Have any of the article authors read

http://www.ltrr.arizona.edu/~dmeko/notes_5.pdf

to my thinking it is far more approachable to the average encyclopedia reader. LetterRip 02:32, 5 November 2007 (UTC)


These are not the usual defintions of AR, MA and ARMA models that I come across in time-series analysis texts (e.g Harvey, A. (1981): Time Series Models.)

I am used to seeing them specified as follows:

AR(p) model:

X_t = \phi_1 X_{t-1} + \phi_2 X_{t-2} + \dots + \phi_p X_{t-p} + \epsilon_t

where εt is sampled from a normal distribution mean 0 and variance σ2.

MA(q) model:

 X_t = \theta_1 \epsilon_{t-1} + \theta_2 \epsilon_{t-2} + \dots + \theta_q \epsilon_{t-q} + \epsilon_t

where the εt are normal and independent (that is GWN) and an ARMA(p,q) model specified as:

 X_t = \sum_{i=1}^p \phi_i X_{t-i} + \sum_{j=1}^q \theta_j \epsilon_{t-j} + \epsilon_t

Richard Clegg

Well, these defns are identical to what's in the article at present, with epsilon and X instead of X and Y, right?

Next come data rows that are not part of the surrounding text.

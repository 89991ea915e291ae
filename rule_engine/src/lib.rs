//! # Rule Engine
//!
//! The core of the word puzzle: rules are not fixed, they are read off the
//! board every tick. This crate scans `grid_world` boards for runs of text
//! tiles, parses them into rules, derives what every kind of object can do,
//! and resolves player input into pushes, transformations and outcomes.
//!
//! ## Core Components
//!
//! - **rules**: Tokenizer, recursive-descent parser and board scanner
//! - **resolver**: Capability table, transformations, movement, hazards and outcome
//! - **events**: Typed record of what happened during a tick
//! - **engine**: The tick pipeline and its configuration
//!
//! ## Tick Pipeline
//!
//! Grid → scan → parse → transform → capabilities → move → hazards →
//! rescan → outcome. Nothing about the rule set survives between ticks
//! except what is written on the board.

pub mod engine;
pub mod error;
pub mod events;
pub mod resolver;
pub mod rules;

pub use engine::*;
pub use error::*;
pub use events::*;
pub use resolver::*;
pub use rules::*;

The article doesn't say anything about assumptions about the distribution of the noise term (X or epsilon); I guess it should. I'm sure Gaussian noise is by far the most common assumption although I'd be surprised if other noise models haven't been investigated. I guess I think we should steer away from identifying AR or MA models with a particular noise distribution. For what it's worth, Wile E. Heresiarch 03:48, 3 Feb 2005 (UTC)

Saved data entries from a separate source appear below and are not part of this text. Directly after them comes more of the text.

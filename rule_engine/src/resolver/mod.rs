//! Resolver module - what the active rules let every object do.
//!
//! The capability table is built in one pass over the rule set and is the
//! only thing movement, hazards and the outcome check consult. It is built
//! once per tick and thrown away afterwards.

mod hazard;
mod movement;
mod outcome;
mod transform;

pub use hazard::*;
pub use movement::*;
pub use outcome::*;
pub use transform::*;

use grid_world::{GameObject, Grid, Noun, ObjectKind};
use serde::{Deserialize, Serialize};
use std::collections::HashMap;

use crate::rules::{Action, RuleSet};

/// Gameplay flags of one object kind.
#[derive(Debug, Clone, Copy, PartialEq, Eq, Hash, Serialize, Deserialize, Default)]
pub struct Capabilities {
    /// Moves with player input (`YOU`).
    pub controllable: bool,
    pub pushable: bool,
    /// `STOP`.
    pub blocking: bool,
    pub winning: bool,
    /// `DEFEAT`.
    pub losing: bool,
    pub sinking: bool,
    pub hot: bool,
    pub melting: bool,
    pub floating: bool,
}

impl Capabilities {
    /// Baseline for text tiles: always pushable, nothing else.
    pub fn text_baseline() -> Self {
        Self {
            pushable: true,
            ..Self::default()
        }
    }

    /// Turn on the flag an action grants.
    pub fn grant(&mut self, action: Action) {
        match action {
            Action::You => self.controllable = true,
            Action::Push => self.pushable = true,
            Action::Stop => self.blocking = true,
            Action::Win => self.winning = true,
            Action::Defeat => self.losing = true,
            Action::Float => self.floating = true,
            Action::Melt => self.melting = true,
            Action::Hot => self.hot = true,
            Action::Sink => self.sinking = true,
        }
    }

    /// Check whether an action's flag is on.
    pub fn has(&self, action: Action) -> bool {
        match action {
            Action::You => self.controllable,
            Action::Push => self.pushable,
            Action::Stop => self.blocking,
            Action::Win => self.winning,
            Action::Defeat => self.losing,
            Action::Float => self.floating,
            Action::Melt => self.melting,
            Action::Hot => self.hot,
            Action::Sink => self.sinking,
        }
    }

    /// Check if no flag is set.
    pub fn is_inert(&self) -> bool {
        Action::ALL.iter().all(|action| !self.has(*action))
    }
}

/// Resolved flags for every noun on the board.
///
/// Flags are a union over rules; there is no precedence and no negation.
#[derive(Debug, Clone, PartialEq, Eq, Serialize, Deserialize, Default)]
pub struct CapabilityTable {
    by_noun: HashMap<Noun, Capabilities>,
}

impl CapabilityTable {
    /// Create an empty table.
    pub fn new() -> Self {
        Self::default()
    }

    /// Build the table from the active rules and the nouns present on the
    /// board. Present nouns always get an entry, even if no rule names them.
    pub fn build(rules: &RuleSet, grid: &Grid) -> Self {
        let mut table = Self::new();

        for noun in grid.all_objects().filter_map(|o| o.kind.noun()) {
            table.by_noun.entry(noun).or_default();
        }

        for rule in rules {
            let Some(action) = rule.granted_action() else {
                continue;
            };
            for subject in &rule.subjects {
                table.by_noun.entry(*subject).or_default().grant(action);
            }
        }

        table
    }

    /// Flags of a noun; all false when the noun has no entry.
    pub fn get(&self, noun: Noun) -> Capabilities {
        self.by_noun.get(&noun).copied().unwrap_or_default()
    }

    /// Flags of an object kind, with the text baseline applied.
    pub fn for_kind(&self, kind: &ObjectKind) -> Capabilities {
        match kind {
            ObjectKind::Noun(noun) => self.get(*noun),
            ObjectKind::Text(_) => Capabilities::text_baseline(),
        }
    }

    pub fn for_object(&self, object: &GameObject) -> Capabilities {
        self.for_kind(&object.kind)
    }

    /// Nouns with at least one entry in the table.
    pub fn nouns(&self) -> impl Iterator<Item = Noun> + '_ {
        self.by_noun.keys().copied()
    }

    /// Nouns whose flags carry `action`, sorted.
    pub fn nouns_with(&self, action: Action) -> Vec<Noun> {
        let mut nouns: Vec<_> = self
            .by_noun
            .iter()
            .filter(|(_, caps)| caps.has(action))
            .map(|(noun, _)| *noun)
            .collect();
        nouns.sort();
        nouns
    }
}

Certainly I agree that what is given in the article is more general than what I wrote (with the brief fix -- thanks for that). But is it not sensible to stick to convention rather than give the most general model possible? When I hear talk of an AR model, I assume that the error sequence will be i.i.d. Gaussian zero mean. Any departure from that would be unusual would it not? I am very new to wikipedia so I don't know what is the common practice here. Do you agree that the notation above is more common (to use the epsilon rather than x) and to assume normally distributed i.i.d. errors? If so would you object to me rewriting the page slightly to use that notation and suggest that variants on the models could use different distributions for the innovations? To me, the ARIMA models imply normally distributed errors unless otherwise stated and certainly it would be very unusual not to have i.i.d. innovations (if the errors are not independent for example, the PACF for an AR will not be finite as discussed below.)

Another reason we might want to edit this is that the page for time series has a definition of an MA model on it specifying WN~(0,σ2) for the innovations so, currently the two pages are in conflict. However, as a newcomer, I don't want to press the point.

Richard Clegg

Richard, thanks for your comments, and thanks for taking the time to check in and test the waters -- always a useful habit I would say. I think you should go ahead and revise the article as you see fit to better address what is conventionally assumed about such models. I guess my only $0.02 would be to identify the conventional assumptions as such. Have at it! Regards & happy editing, Wile E. Heresiarch 05:22, 5 Feb 2005 (UTC)

Updated as discussed. Thanks for the advice. I hope it meets your approval.

--Richard Clegg 14:16, 6 Feb 2005 (UTC)

Could someone please add a discussion on the following topics?

  • how an MA model has a finite autocorrelation sequence but an infinite partial autocorrelation sequence.
  • how an AR model has an infinite autocorrelation sequence but a finite partial autocorrelation sequence.
  • how ARMA has both infinite

I'm not sure how these things work and would like to see the math behind it.

thanks,

Mark Wilde

I notice that recent edits to this page are including the possibility of a non-zero mean. This is, of course, not a major issue but I think that we should really leave this out because it just complicates the notation without adding much. At the very least, if we are going to include the possibility of a non-zero mean we should including it consistently on AR, MA and ARMA models. I certainly favour leaving it out or leaving in a section to discuss it as it does not add anything much of value in my opinion. --Richard Clegg 17:01, 14 Mar 2005 (UTC)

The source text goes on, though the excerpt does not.